The Sounds Fun Word Building Kit is like a printed set of little Sounds Fun cards with all of the other letters formatted so that they will all line up with laid out side by side. Everything is printable in black and white so that kids can build words with them without it costing you a fortune. The picture prompts on the chunks help them "cheat" to sound out the word, if you know what I mean! Check out the picture below to see what I mean, and see this post for more information.

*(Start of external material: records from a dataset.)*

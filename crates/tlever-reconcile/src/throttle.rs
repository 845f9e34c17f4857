//! Whole-profile throttle writes.

use tlever_torrent_core::{DaemonSession, ThrottleProfile, TorrentChange};
use tracing::info;

use crate::error::{ReconcileResult, daemon_err};

/// Write all six throttle fields of `profile` to `hash` in one daemon call.
///
/// # Errors
///
/// Returns an error when the daemon rejects the write.
pub async fn apply_throttle(
    session: &dyn DaemonSession,
    hash: &str,
    profile: &ThrottleProfile,
) -> ReconcileResult<()> {
    session
        .change_torrent(&[hash.to_string()], TorrentChange::throttle(*profile))
        .await
        .map_err(daemon_err("throttle.apply"))?;
    info!(
        hash,
        upload_limit = profile.upload_limit,
        upload_limited = profile.upload_limited,
        seed_ratio_limit = profile.seed_ratio_limit,
        "applied throttle profile"
    );
    Ok(())
}

#[cfg(test)]
mod tests {
    use super::*;
    use tlever_test_support::{DaemonCall, MemoryDaemon, fixtures};

    #[tokio::test]
    async fn profile_is_written_in_a_single_call() -> anyhow::Result<()> {
        let daemon =
            MemoryDaemon::new(fixtures::session()).with_torrents([fixtures::torrent("h", 0.2)]);
        let profile = fixtures::tier(2.0, 640);

        apply_throttle(&daemon, "h", &profile).await?;

        let calls = daemon.calls();
        assert_eq!(calls.len(), 1);
        assert!(matches!(
            &calls[0],
            DaemonCall::Change { change, .. }
                if change.throttle == Some(profile) && change.labels.is_none()
        ));
        let torrent = daemon.torrent("h").expect("torrent present");
        assert_eq!(torrent.throttle(), profile);
        Ok(())
    }
}
use tlever_reconcile::{LabelCodec, LabelStore, add_tag, remove_tag};

use crate::cli::NameHashArgs;
use crate::client::{AppContext, CliError, CliResult};

pub(crate) async fn handle_add(ctx: &AppContext<'_>, args: NameHashArgs) -> CliResult<()> {
    let store = LabelStore::new(ctx.session, LabelCodec::from(&ctx.config.general.prefix));
    let written = add_tag(&store, &args.hash, &args.name)
        .await
        .map_err(|err| CliError::from_reconcile(&err))?;
    let state = if written { "added" } else { "already present" };
    println!("{}: tag '{}' {state}", args.hash, args.name);
    Ok(())
}

pub(crate) async fn handle_remove(ctx: &AppContext<'_>, args: NameHashArgs) -> CliResult<()> {
    let store = LabelStore::new(ctx.session, LabelCodec::from(&ctx.config.general.prefix));
    let written = remove_tag(&store, &args.hash, &args.name)
        .await
        .map_err(|err| CliError::from_reconcile(&err))?;
    let state = if written { "removed" } else { "not present" };
    println!("{}: tag '{}' {state}", args.hash, args.name);
    Ok(())
}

To help kids get past this, I used to have them find and highlight the chunks in printed reading passages (or even just lists of words). Having them do this before starting to read can help kids sound out words more fluently while reading, thereby easing the comprehension process, since less brain power is devoted to decoding the words. The photo below shows this done with highlighter tape on a pocket chart which is how I introduced it, but the children did it most often on paper. Check out this post for more info.

More Fun Reinforcement
We have a Sounds Fun Bingo game, and a Sounds Fun Bang! game to help practice the chunks in a fun way.  My first and second graders LOVE the Bingo game! Yes, with only six spaces on the cards it does go fast, but we just keep playing until everyone gets a bingo. The first person to win gets to choose the color of magnetic wand to scoop up their chips. Oh, BOY!

I haven't had a chance to play the Bang game yet, but I'm hoping we will be able to soon. I need to find a way to play it whole group, and that will help. I'm going to print out more of the bingo cards so that we can ALL play at once for sure. I know that they will be excited! We won't have enough magnetic wands, but we'll use other magnets instead.